Records for the task:

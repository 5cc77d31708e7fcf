use std::fmt;
use std::path::PathBuf;

use chrono::NaiveDate;
use serde::{Deserialize, Serialize, Serializer};

/// A URL identifying a retrievable document. One per input row.
pub type DocumentReference = String;

/// Raw bytes of one retrieved document together with where they were stored.
#[derive(Debug, Clone)]
pub struct FetchedDocument {
    pub reference: DocumentReference,
    pub path: PathBuf,
    pub bytes: Vec<u8>,
}

/// A typed value, or the raw matched text when coercion to the type failed.
#[derive(Debug, Clone, PartialEq, Serialize, Deserialize)]
#[serde(untagged)]
pub enum Coerced<T> {
    Value(T),
    Raw(String),
}

#[derive(Debug, Clone, Default, PartialEq, Serialize, Deserialize)]
pub struct PreBidMeeting {
    pub datetime: Option<String>,
    pub venue: Option<String>,
}

#[derive(Debug, Clone, Default, PartialEq, Serialize, Deserialize)]
pub struct Delivery {
    pub qty: Option<Coerced<i64>>,
    pub days: Option<Coerced<i64>>,
    pub consignee: Option<String>,
    pub address: Option<String>,
}

/// Structured fields recovered from one procurement document.
///
/// Every field is optional; presence only means some pattern fired. Nothing
/// checks consistency between fields.
#[derive(Debug, Clone, Default, PartialEq, Serialize, Deserialize)]
pub struct BidRecord {
    pub bid_number: Option<String>,
    pub bid_date: Option<Coerced<NaiveDate>>,
    pub ministry: Option<String>,
    pub department: Option<String>,
    pub organisation: Option<String>,
    pub item_category: Option<String>,
    pub quantity: Option<Coerced<i64>>,
    pub estimated_value_in_inr: Option<String>,
    pub end_datetime: Option<String>,
    pub open_datetime: Option<String>,
    pub validity_days: Option<Coerced<i64>>,
    pub type_of_bid: Option<String>,
    pub reverse_auction: Option<bool>,
    pub emd_amount_in_inr: Option<Coerced<f64>>,
    pub epbg_percent: Option<Coerced<f64>>,
    pub epbg_months: Option<Coerced<i64>>,
    pub mse_exemption: Option<bool>,
    pub startup_exemption: Option<bool>,
    pub mii_purchase_preference: Option<bool>,
    pub mse_purchase_preference: Option<bool>,
    pub evaluation_method: Option<String>,
    pub prebid: PreBidMeeting,
    pub delivery: Delivery,
}

impl BidRecord {
    /// Column names in serialization order, used by the flattened report.
    pub const COLUMNS: &'static [&'static str] = &[
        "bid_number",
        "bid_date",
        "ministry",
        "department",
        "organisation",
        "item_category",
        "quantity",
        "estimated_value_in_inr",
        "end_datetime",
        "open_datetime",
        "validity_days",
        "type_of_bid",
        "reverse_auction",
        "emd_amount_in_inr",
        "epbg_percent",
        "epbg_months",
        "mse_exemption",
        "startup_exemption",
        "mii_purchase_preference",
        "mse_purchase_preference",
        "evaluation_method",
        "prebid",
        "delivery",
    ];

    /// True when no pattern fired at all.
    pub fn is_empty(&self) -> bool {
        self == &BidRecord::default()
    }
}

#[derive(Debug, Clone, Copy, PartialEq, Eq, Serialize, Deserialize)]
#[serde(rename_all = "snake_case")]
pub enum ErrorKind {
    DownloadError,
    OcrError,
}

impl ErrorKind {
    pub fn as_str(&self) -> &'static str {
        match self {
            ErrorKind::DownloadError => "download_error",
            ErrorKind::OcrError => "ocr_error",
        }
    }
}

/// Why a reference produced no record. Renders as `<kind>:<cause>`.
#[derive(Debug, Clone, PartialEq, Eq)]
pub struct ErrorTag {
    pub kind: ErrorKind,
    pub message: String,
}

impl ErrorTag {
    pub fn download(message: impl Into<String>) -> Self {
        ErrorTag {
            kind: ErrorKind::DownloadError,
            message: message.into(),
        }
    }

    pub fn ocr(message: impl Into<String>) -> Self {
        ErrorTag {
            kind: ErrorKind::OcrError,
            message: message.into(),
        }
    }
}

impl fmt::Display for ErrorTag {
    fn fmt(&self, f: &mut fmt::Formatter<'_>) -> fmt::Result {
        write!(f, "{}:{}", self.kind.as_str(), self.message)
    }
}

impl Serialize for ErrorTag {
    fn serialize<S: Serializer>(&self, serializer: S) -> std::result::Result<S::Ok, S::Error> {
        serializer.collect_str(self)
    }
}

/// Per-reference outcome. A record and an error tag are never both present.
#[derive(Debug, Clone, Serialize)]
pub struct ProcessingResult {
    pub url: DocumentReference,
    pub pdf_path: Option<PathBuf>,
    #[serde(rename = "json")]
    pub record: Option<BidRecord>,
    pub text_source: Option<&'static str>, // Strategy that produced the text, if any
    pub error: Option<ErrorTag>,
}

impl ProcessingResult {
    pub fn parsed(
        url: &str,
        pdf_path: PathBuf,
        record: BidRecord,
        text_source: Option<&'static str>,
    ) -> Self {
        ProcessingResult {
            url: url.to_string(),
            pdf_path: Some(pdf_path),
            record: Some(record),
            text_source,
            error: None,
        }
    }

    pub fn failed(url: &str, pdf_path: Option<PathBuf>, error: ErrorTag) -> Self {
        ProcessingResult {
            url: url.to_string(),
            pdf_path,
            record: None,
            text_source: None,
            error: Some(error),
        }
    }

    pub fn is_success(&self) -> bool {
        self.error.is_none()
    }
}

What you are asked to do:
The job here is to write out all the entries again exactly.

Response to this task:
repository 5cc77d31708e7fcf
use std::fmt;
use std::path::PathBuf;

use chrono::NaiveDate;
use serde::{Deserialize, Serialize, Serializer};

/// A URL identifying a retrievable document. One per input row.
pub type DocumentReference = String;

/// Raw bytes of one retrieved document together with where they were stored.
#[derive(Debug, Clone)]
pub struct FetchedDocument {
    pub reference: DocumentReference,
    pub path: PathBuf,
    pub bytes: Vec<u8>,
}

/// A typed value, or the raw matched text when coercion to the type failed.
#[derive(Debug, Clone, PartialEq, Serialize, Deserialize)]
#[serde(untagged)]
pub enum Coerced<T> {
    Value(T),
    Raw(String),
}

#[derive(Debug, Clone, Default, PartialEq, Serialize, Deserialize)]
pub struct PreBidMeeting {
    pub datetime: Option<String>,
    pub venue: Option<String>,
}

#[derive(Debug, Clone, Default, PartialEq, Serialize, Deserialize)]
pub struct Delivery {
    pub qty: Option<Coerced<i64>>,
    pub days: Option<Coerced<i64>>,
    pub consignee: Option<String>,
    pub address: Option<String>,
}

/// Structured fields recovered from one procurement document.
///
/// Every field is optional; presence only means some pattern fired. Nothing
/// checks consistency between fields.
#[derive(Debug, Clone, Default, PartialEq, Serialize, Deserialize)]
pub struct BidRecord {
    pub bid_number: Option<String>,
    pub bid_date: Option<Coerced<NaiveDate>>,
    pub ministry: Option<String>,
    pub department: Option<String>,
    pub organisation: Option<String>,
    pub item_category: Option<String>,
    pub quantity: Option<Coerced<i64>>,
    pub estimated_value_in_inr: Option<String>,
    pub end_datetime: Option<String>,
    pub open_datetime: Option<String>,
    pub validity_days: Option<Coerced<i64>>,
    pub type_of_bid: Option<String>,
    pub reverse_auction: Option<bool>,
    pub emd_amount_in_inr: Option<Coerced<f64>>,
    pub epbg_percent: Option<Coerced<f64>>,
    pub epbg_months: Option<Coerced<i64>>,
    pub mse_exemption: Option<bool>,
    pub startup_exemption: Option<bool>,
    pub mii_purchase_preference: Option<bool>,
    pub mse_purchase_preference: Option<bool>,
    pub evaluation_method: Option<String>,
    pub prebid: PreBidMeeting,
    pub delivery: Delivery,
}

impl BidRecord {
    /// Column names in serialization order, used by the flattened report.
    pub const COLUMNS: &'static [&'static str] = &[
        "bid_number",
        "bid_date",
        "ministry",
        "department",
        "organisation",
        "item_category",
        "quantity",
        "estimated_value_in_inr",
        "end_datetime",
        "open_datetime",
        "validity_days",
        "type_of_bid",
        "reverse_auction",
        "emd_amount_in_inr",
        "epbg_percent",
        "epbg_months",
        "mse_exemption",
        "startup_exemption",
        "mii_purchase_preference",
        "mse_purchase_preference",
        "evaluation_method",
        "prebid",
        "delivery",
    ];

    /// True when no pattern fired at all.
    pub fn is_empty(&self) -> bool {
        self == &BidRecord::default()
    }
}

#[derive(Debug, Clone, Copy, PartialEq, Eq, Serialize, Deserialize)]
#[serde(rename_all = "snake_case")]
pub enum ErrorKind {
    DownloadError,
    OcrError,
}

impl ErrorKind {
    pub fn as_str(&self) -> &'static str {
        match self {
            ErrorKind::DownloadError => "download_error",
            ErrorKind::OcrError => "ocr_error",
        }
    }
}

/// Why a reference produced no record. Renders as `<kind>:<cause>`.
#[derive(Debug, Clone, PartialEq, Eq)]
pub struct ErrorTag {
    pub kind: ErrorKind,
    pub message: String,
}

impl ErrorTag {
    pub fn download(message: impl Into<String>) -> Self {
        ErrorTag {
            kind: ErrorKind::DownloadError,
            message: message.into(),
        }
    }

    pub fn ocr(message: impl Into<String>) -> Self {
        ErrorTag {
            kind: ErrorKind::OcrError,
            message: message.into(),
        }
    }
}

impl fmt::Display for ErrorTag {
    fn fmt(&self, f: &mut fmt::Formatter<'_>) -> fmt::Result {
        write!(f, "{}:{}", self.kind.as_str(), self.message)
    }
}

impl Serialize for ErrorTag {
    fn serialize<S: Serializer>(&self, serializer: S) -> std::result::Result<S::Ok, S::Error> {
        serializer.collect_str(self)
    }
}

/// Per-reference outcome. A record and an error tag are never both present.
#[derive(Debug, Clone, Serialize)]
pub struct ProcessingResult {
    pub url: DocumentReference,
    pub pdf_path: Option<PathBuf>,
    #[serde(rename = "json")]
    pub record: Option<BidRecord>,
    pub text_source: Option<&'static str>, // Strategy that produced the text, if any
    pub error: Option<ErrorTag>,
}

impl ProcessingResult {
    pub fn parsed(
        url: &str,
        pdf_path: PathBuf,
        record: BidRecord,
        text_source: Option<&'static str>,
    ) -> Self {
        ProcessingResult {
            url: url.to_string(),
            pdf_path: Some(pdf_path),
            record: Some(record),
            text_source,
            error: None,
        }
    }

    pub fn failed(url: &str, pdf_path: Option<PathBuf>, error: ErrorTag) -> Self {
        ProcessingResult {
            url: url.to_string(),
            pdf_path,
            record: None,
            text_source: None,
            error: Some(error),
        }
    }

    pub fn is_success(&self) -> bool {
        self.error.is_none()
    }
}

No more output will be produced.